## Activity
Using the data beneath, show every line that includes the word "types".

## Provided information
++++++
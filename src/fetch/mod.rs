//! Remote markdown retrieval with a revalidation window.
//!
//! [`Fetcher`] builds the raw URL for a document, consults its cache, and
//! otherwise asks a [`Transport`] for the body. Entries younger than the TTL
//! are served without touching the network; failures are never cached and
//! never retried.

mod transport;

pub use transport::{HttpTransport, Transport};

use std::collections::HashMap;
use std::sync::{Mutex, MutexGuard, PoisonError};
use std::time::{Duration, Instant};

use thiserror::Error;

use crate::site::Site;

/// Default revalidation window.
pub const DEFAULT_TTL: Duration = Duration::from_secs(300);

/// Why a document could not be retrieved.
#[derive(Debug, Clone, PartialEq, Eq, Error)]
pub enum FetchError {
    #[error("network error: {0}")]
    Network(String),
    #[error("server returned status {0}")]
    Status(u16),
    #[error("unreadable response body: {0}")]
    Body(String),
}

#[derive(Debug, Clone)]
struct CacheEntry {
    text: String,
    fetched_at: Instant,
    ttl: Duration,
}

impl CacheEntry {
    fn is_fresh(&self, now: Instant) -> bool {
        now.saturating_duration_since(self.fetched_at) < self.ttl
    }
}

/// Fetches documents from the two raw content bases of a site.
pub struct Fetcher<T: Transport> {
    transport: T,
    root_base: String,
    docs_base: String,
    ttl: Duration,
    cache: Mutex<HashMap<String, CacheEntry>>,
}

impl<T: Transport> Fetcher<T> {
    /// Create a fetcher for the given raw bases.
    pub fn new(transport: T, root_base: &str, docs_base: &str) -> Self {
        Self {
            transport,
            root_base: root_base.trim_end_matches('/').to_string(),
            docs_base: docs_base.trim_end_matches('/').to_string(),
            ttl: DEFAULT_TTL,
            cache: Mutex::new(HashMap::new()),
        }
    }

    /// Create a fetcher for a site's repository.
    pub fn for_site(transport: T, site: &Site) -> Self {
        Self::new(transport, &site.raw_base, &site.docs_raw_base())
    }

    /// Set the revalidation window.
    #[must_use]
    pub const fn with_ttl(mut self, ttl: Duration) -> Self {
        self.ttl = ttl;
        self
    }

    pub const fn ttl(&self) -> Duration {
        self.ttl
    }

    pub const fn transport(&self) -> &T {
        &self.transport
    }

    /// Fully qualified URL for a document path.
    pub fn url_for(&self, path: &str, is_root: bool) -> String {
        let base = if is_root {
            &self.root_base
        } else {
            &self.docs_base
        };
        format!("{base}/{}", path.trim_start_matches('/'))
    }

    /// Retrieve the text of `path`.
    ///
    /// # Errors
    /// Returns a [`FetchError`] for network failures, non-success statuses and
    /// unreadable bodies. A failed attempt is final for this call.
    pub fn fetch(&self, path: &str, is_root: bool) -> Result<String, FetchError> {
        self.fetch_at(path, is_root, Instant::now())
    }

    /// Like [`Fetcher::fetch`], evaluating freshness at `now`.
    ///
    /// # Errors
    /// See [`Fetcher::fetch`].
    pub fn fetch_at(&self, path: &str, is_root: bool, now: Instant) -> Result<String, FetchError> {
        let url = self.url_for(path, is_root);

        if let Some(text) = self.cached(&url, now) {
            tracing::debug!(%url, "serving document from cache");
            return Ok(text);
        }

        tracing::debug!(%url, "fetching document");
        match self.transport.get(&url) {
            Ok(text) => {
                self.store(url, text.clone(), now);
                Ok(text)
            }
            Err(err) => {
                tracing::warn!(%url, error = %err, "failed to fetch markdown");
                Err(err)
            }
        }
    }

    /// Drop every cached entry.
    pub fn clear_cache(&self) {
        self.lock_cache().clear();
    }

    fn cached(&self, url: &str, now: Instant) -> Option<String> {
        let cache = self.lock_cache();
        cache
            .get(url)
            .filter(|entry| entry.is_fresh(now))
            .map(|entry| entry.text.clone())
    }

    fn store(&self, url: String, text: String, now: Instant) {
        let entry = CacheEntry {
            text,
            fetched_at: now,
            ttl: self.ttl,
        };
        self.lock_cache().insert(url, entry);
    }

    fn lock_cache(&self) -> MutexGuard<'_, HashMap<String, CacheEntry>> {
        self.cache.lock().unwrap_or_else(PoisonError::into_inner)
    }
}

#[cfg(test)]
pub(crate) mod tests {
    use super::*;
    use std::sync::atomic::{AtomicUsize, Ordering};

    /// Transport returning canned bodies and counting requests.
    #[derive(Default)]
    pub(crate) struct StubTransport {
        pub(crate) bodies: HashMap<String, Result<String, FetchError>>,
        pub(crate) calls: AtomicUsize,
    }

    impl StubTransport {
        pub(crate) fn with(mut self, url: &str, body: Result<&str, FetchError>) -> Self {
            self.bodies
                .insert(url.to_string(), body.map(str::to_string));
            self
        }

        pub(crate) fn calls(&self) -> usize {
            self.calls.load(Ordering::SeqCst)
        }
    }

    impl Transport for StubTransport {
        fn get(&self, url: &str) -> Result<String, FetchError> {
            self.calls.fetch_add(1, Ordering::SeqCst);
            self.bodies
                .get(url)
                .cloned()
                .unwrap_or(Err(FetchError::Status(404)))
        }
    }

    const ROOT: &str = "https://raw.example.com/repo/main";
    const DOCS: &str = "https://raw.example.com/repo/main/doc";

    fn fetcher() -> Fetcher<StubTransport> {
        let transport = StubTransport::default()
            .with(&format!("{DOCS}/usage.md"), Ok("# Usage"))
            .with(&format!("{ROOT}/README.md"), Ok("# Readme"))
            .with(&format!("{DOCS}/broken.md"), Err(FetchError::Status(500)));
        Fetcher::new(transport, ROOT, DOCS)
    }

    #[test]
    fn test_url_depends_on_root_flag() {
        let f = fetcher();
        assert_eq!(f.url_for("README.md", true), format!("{ROOT}/README.md"));
        assert_eq!(f.url_for("usage.md", false), format!("{DOCS}/usage.md"));
    }

    #[test]
    fn test_fetch_returns_body() {
        let f = fetcher();
        assert_eq!(f.fetch("README.md", true).unwrap(), "# Readme");
        assert_eq!(f.fetch("usage.md", false).unwrap(), "# Usage");
    }

    #[test]
    fn test_second_fetch_within_window_uses_cache() {
        let f = fetcher();
        let first = f.fetch("usage.md", false).unwrap();
        let second = f.fetch("usage.md", false).unwrap();
        assert_eq!(first, second);
        assert_eq!(f.transport().calls(), 1);
    }

    #[test]
    fn test_stale_entry_is_refetched() {
        let f = fetcher().with_ttl(Duration::from_secs(300));
        let start = Instant::now();
        f.fetch_at("usage.md", false, start).unwrap();
        f.fetch_at("usage.md", false, start + Duration::from_secs(299))
            .unwrap();
        assert_eq!(f.transport().calls(), 1);
        f.fetch_at("usage.md", false, start + Duration::from_secs(300))
            .unwrap();
        assert_eq!(f.transport().calls(), 2);
    }

    #[test]
    fn test_zero_ttl_never_caches() {
        let f = fetcher().with_ttl(Duration::ZERO);
        f.fetch("usage.md", false).unwrap();
        f.fetch("usage.md", false).unwrap();
        assert_eq!(f.transport().calls(), 2);
    }

    #[test]
    fn test_root_and_docs_paths_cached_separately() {
        let f = fetcher();
        assert!(f.fetch("usage.md", true).is_err());
        assert_eq!(f.fetch("usage.md", false).unwrap(), "# Usage");
        assert_eq!(f.transport().calls(), 2);
    }

    #[test]
    fn test_failures_are_not_cached() {
        let f = fetcher();
        assert_eq!(f.fetch("broken.md", false), Err(FetchError::Status(500)));
        assert_eq!(f.fetch("broken.md", false), Err(FetchError::Status(500)));
        assert_eq!(f.transport().calls(), 2);
    }

    #[test]
    fn test_clear_cache_forces_refetch() {
        let f = fetcher();
        f.fetch("usage.md", false).unwrap();
        f.clear_cache();
        f.fetch("usage.md", false).unwrap();
        assert_eq!(f.transport().calls(), 2);
    }
}
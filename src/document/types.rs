//! Core document types.

use serde::Serialize;

/// One entry in the table of contents.
///
/// Only headings of level 2 through 4 become entries; the `id` is the anchor
/// attached to the rendered heading element.
#[derive(Debug, Clone, PartialEq, Eq, Serialize)]
pub struct TocEntry {
    /// Anchor identifier, unique within one document
    pub id: String,
    /// Heading text with inline markup stripped
    pub text: String,
    /// Heading level (2-4)
    pub level: u8,
}

/// A heading seen while scanning the source, of any level.
///
/// The renderer uses these to tag rendered headings with the same ids the
/// table of contents links to.
#[derive(Debug, Clone, PartialEq, Eq)]
pub struct HeadingAnchor {
    /// Heading level (1-6)
    pub level: u8,
    /// Heading text with inline markup stripped
    pub text: String,
    /// Anchor identifier after collision suffixing
    pub id: String,
    /// 1-based line of the heading marker in the source
    pub line: usize,
}

impl HeadingAnchor {
    /// Whether this heading belongs in the table of contents.
    pub const fn in_toc(&self) -> bool {
        matches!(self.level, 2..=4)
    }

    pub fn to_toc_entry(&self) -> TocEntry {
        TocEntry {
            id: self.id.clone(),
            text: self.text.clone(),
            level: self.level,
        }
    }
}

/// A fenced or indented code block found while rendering.
#[derive(Debug, Clone, PartialEq, Eq)]
pub struct CodeBlock {
    /// Declared language tag, `text` when none was given
    pub language: String,
    /// Raw block contents, as copied to the clipboard
    pub code: String,
}

/// A rendered markdown document, ready to be placed into a page.
#[derive(Debug, Clone, Default, PartialEq, Eq)]
pub struct RenderedDocument {
    /// HTML body fragment
    pub html: String,
    /// Table of contents (levels 2-4)
    pub toc: Vec<TocEntry>,
    /// Ids actually attached to rendered heading elements, in document order
    pub heading_ids: Vec<String>,
    /// Code blocks in document order; index matches `data-code-index`
    pub code_blocks: Vec<CodeBlock>,
    /// Text of the first level-1 heading
    pub title: Option<String>,
}

impl RenderedDocument {
    /// Title taken from the first level-1 heading, if any.
    pub fn title_from(anchors: &[HeadingAnchor]) -> Option<&str> {
        anchors
            .iter()
            .find(|a| a.level == 1)
            .map(|a| a.text.as_str())
    }
}

#[cfg(test)]
mod tests {
    use super::*;

    fn anchor(level: u8, text: &str) -> HeadingAnchor {
        HeadingAnchor {
            level,
            text: text.to_string(),
            id: text.to_lowercase(),
            line: 1,
        }
    }

    #[test]
    fn test_in_toc_only_for_levels_two_to_four() {
        let levels: Vec<bool> = (1..=6).map(|l| anchor(l, "x").in_toc()).collect();
        assert_eq!(levels, vec![false, true, true, true, false, false]);
    }

    #[test]
    fn test_title_from_first_level_one_heading() {
        let anchors = vec![anchor(2, "Intro"), anchor(1, "Title"), anchor(1, "Other")];
        assert_eq!(RenderedDocument::title_from(&anchors), Some("Title"));
        assert_eq!(RenderedDocument::title_from(&[]), None);
    }

    #[test]
    fn test_toc_entry_serializes_fields() {
        let entry = anchor(3, "Setup").to_toc_entry();
        let json = serde_json::to_string(&entry).unwrap();
        assert_eq!(json, r#"{"id":"setup","text":"Setup","level":3}"#);
    }
}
++++++
## Task result
filename src/document/types.rs
//! Core document types.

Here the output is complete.